The man who gave us Vegemite - a product destined to become a part of the Australian ethos.
Cyril Percy Callister was born on 16 February 1893 at Chute, near Ballarat. He was one of nine children. The family moved to Yendon where his early schooling took place. He completed his secondary studies at Ballarat and won a Government Exhibition to the University of Melbourne and a Major residential scholarship to Queens College. In 1913 he successfully completed his Bachelor of Science degree. The following March he took his final honours in Chemistry and the Dixson Final Honours Exhibition.
Callister continued his studies at the University until the end of 1914, the year World War I broke out. In January 1915, he started working for Lewis & Whitty who manufactured some food products, but mainly concentrated on household lines.
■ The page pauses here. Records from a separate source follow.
// src/relay/uploader.rs
use std::time::Duration;

use crate::core::{CaptureError, CaptureResult};
use crate::relay::ftp::{FtpError, FtpSession};
use crate::relay::{Relay, RelayCredentials};

/// One FTP session per artifact; nothing is pooled or retried.
pub struct FtpRelay {
    timeout: Duration,
}

impl FtpRelay {
    pub fn new(timeout: Duration) -> Self {
        Self { timeout }
    }
}

impl Relay for FtpRelay {
    fn upload(
        &self,
        segments: &[String],
        filename: &str,
        bytes: &[u8],
        credentials: &RelayCredentials,
    ) -> CaptureResult<()> {
        let address = credentials.address.as_str();

        let mut session =
            FtpSession::connect(address, self.timeout).map_err(|e| classify(address, e))?;

        let result = transfer(&mut session, segments, filename, bytes, credentials);
        session.close();

        result.map_err(|e| classify(address, e))?;
        log::debug!(
            "[relay] stored {}/{} on {} ({} bytes)",
            segments.join("/"),
            filename,
            address,
            bytes.len()
        );
        Ok(())
    }
}

fn transfer(
    session: &mut FtpSession,
    segments: &[String],
    filename: &str,
    bytes: &[u8],
    credentials: &RelayCredentials,
) -> Result<(), FtpError> {
    session.login(&credentials.user, &credentials.password)?;
    for segment in segments {
        if session.ensure_dir(segment)? {
            log::info!("[relay] created remote directory {}", segment);
        }
    }
    session.store(filename, bytes)
}

fn classify(address: &str, err: FtpError) -> CaptureError {
    match err {
        FtpError::Login { .. } => CaptureError::RelayAuthFailure {
            address: address.to_string(),
            reason: err.to_string(),
        },
        other => CaptureError::RelayTransferFailure {
            address: address.to_string(),
            reason: other.to_string(),
        },
    }
}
Callister enlisted in June 1915 and was sent to Britain with other young Australian chemists to make explosives.
In August 1919, he married a Scottish girl, Katherine Hope Mundell. They returned to Melbourne and Callister worked again for Lewis & Whitty.
On 16 February 1923, he was appointed chief chemist to Fred Walker & Co Pty Ltd, food manufacturers. Fred Walker's brief to Callister was to produce a yeast extract. That same year he began work on spent brewer's yeast from Carlton & United Brewries. In addition to his work with yeast, he began to experiment with cheese processing. Callister found a reference to JL Kraft's patent. He successfully made cheese according to the patent and informed Fred Walker. Walker left for America in August 1925 to negotiate with JL Kraft for the rights to processed cheese in Australia under the Kraft patent.
The Kraft Walker Cheese Company Pty Ltd was registered in May 1926. Callister was the key technical man. Callister became expertly informed in the microbiology of yeast and cheese. In 1931 he made his submission for the degree of Doctor of Science.
Dr Cyril Percy Callister died on 5 October 1949 of a coronary attack. He had contributed much to the Kraft Walker Company: his innovation, his emphasis on quality control, the demonstration of the value of research in the food industry, his encouragement to his staff. He was an idealist, but also a practical man. He aimed to develop a quality product, which would serve a useful purpose to those who used it. His greatest attributes were his professional excellence and his high personal integrity.